ACTIVITY | Retrieve every line from the records in which the word "loader" occurs.

DATA PROVIDED |
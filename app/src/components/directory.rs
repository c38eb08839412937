use crate::debounce::{Debouncer, SEARCH_DEBOUNCE};
use crate::loader;
use crate::store::{DataStore, Listing};
use crate::types::{District, Station};
use crate::view_model::{
    LOAD_FAILED_MESSAGE, LOADING_MESSAGE, SEARCH_PLACEHOLDER, aria_expanded, call_title,
    no_results_class, placeholder_message, station_count_label, stations_class, stations_dom_id,
    tel_href,
};
use leptos::prelude::*;
use tracing::error;

/// Loads the dataset, owns the page state and drives the debounced search.
#[component]
pub fn DirectoryPage() -> impl IntoView {
    let store = RwSignal::new(DataStore::default());
    let listing = RwSignal::new(Listing::Loading);
    let debouncer = StoredValue::new(Debouncer::<TimeoutHandle>::new(SEARCH_DEBOUNCE));

    // Effects only run in the browser, so the server always renders `Loading`.
    Effect::new(move |_| {
        leptos::task::spawn_local(async move {
            match loader::load().await {
                Ok(districts) => {
                    if let Some(full) = store.try_update(|s| s.populate(districts)) {
                        listing.set(full);
                    }
                }
                Err(e) => {
                    error!("Failed to load directory: {}", e);
                    listing.set(Listing::Failed);
                }
            }
        });
    });

    let run_search = move |raw: String| {
        if let Some(next) = store.try_update(|s| s.search(&raw)).flatten() {
            listing.set(next);
        }
    };

    let on_input = move |ev: leptos::ev::Event| {
        let raw = event_target_value(&ev);
        debouncer.update_value(|slot| {
            slot.schedule(|generation, delay| {
                set_timeout_with_handle(
                    move || {
                        let mut latest = false;
                        debouncer.update_value(|slot| latest = slot.complete(generation));
                        if latest {
                            run_search(raw);
                        }
                    },
                    delay,
                )
                .ok()
            });
        });
    };

    view! {
        <div class="directory">
            <div class="search-bar">
                <input
                    id="search"
                    type="search"
                    class="search-input"
                    placeholder=SEARCH_PLACEHOLDER
                    autocomplete="off"
                    on:input=on_input
                />
            </div>

            <div id="districts" class="districts">
                {move || match listing.get() {
                    Listing::Loading => {
                        view! { <div class="loading">{LOADING_MESSAGE}</div> }.into_any()
                    }
                    Listing::Failed => {
                        view! { <div class="loading">{LOAD_FAILED_MESSAGE}</div> }.into_any()
                    }
                    Listing::Districts(districts) => {
                        view! { <DistrictList districts=districts store=store/> }.into_any()
                    }
                    Listing::NoMatches(_) => ().into_any(),
                }}
            </div>

            <NoResults listing=listing/>
        </div>
    }
}

#[component]
fn NoResults(listing: RwSignal<Listing>) -> impl IntoView {
    let message = Memo::new(move |_| listing.with(placeholder_message));

    view! {
        <div id="no-results" class=move || no_results_class(message.with(Option::is_some))>
            <p>{move || message.get().unwrap_or_default()}</p>
        </div>
    }
}

#[component]
fn DistrictList(districts: Vec<District>, store: RwSignal<DataStore>) -> impl IntoView {
    districts
        .into_iter()
        .map(|district| view! { <DistrictCard district=district store=store/> })
        .collect_view()
}

/// Header plus collapsible station list. Clicking the header only touches
/// this card's expansion memo; the list around it is not redrawn.
#[component]
fn DistrictCard(district: District, store: RwSignal<DataStore>) -> impl IntoView {
    let id = district.id();
    let dom_id = stations_dom_id(&district);
    let count = station_count_label(district.stations.len());
    let District {
        name_local,
        name_romanized,
        stations,
    } = district;

    let is_open = Memo::new({
        let id = id.clone();
        move |_| store.with(|s| s.is_expanded(&id))
    });

    let toggle = {
        let id = id.clone();
        move |_: leptos::ev::MouseEvent| {
            store.update(|s| {
                s.toggle(&id);
            });
        }
    };

    view! {
        <div class="district">
            <button
                type="button"
                class="district-header"
                data-id=id
                aria-expanded=move || aria_expanded(is_open.get())
                on:click=toggle
            >
                <div class="district-name">
                    <span class="district-name-ml">{name_local}</span>
                    <span class="district-name-en">{name_romanized}</span>
                </div>
                <div class="district-meta">
                    <span class="unit-count">{count}</span>
                    <span class="chevron">"▼"</span>
                </div>
            </button>
            <div class=move || stations_class(is_open.get()) id=dom_id>
                {stations
                    .into_iter()
                    .map(|station| view! { <StationRow station=station/> })
                    .collect_view()}
            </div>
        </div>
    }
}

#[component]
fn StationRow(station: Station) -> impl IntoView {
    let href = tel_href(&station);
    let title = call_title(&station);

    view! {
        <div class="station">
            <div class="station-name">
                <span class="station-name-ml">{station.name_local}</span>
                <span class="station-name-en">{station.name_romanized}</span>
            </div>
            <a href=href class="call-btn" title=title>"📞"</a>
        </div>
    }
}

SOLUTION TO THE PROBLEM |
use crate::loader;
            match loader::load().await {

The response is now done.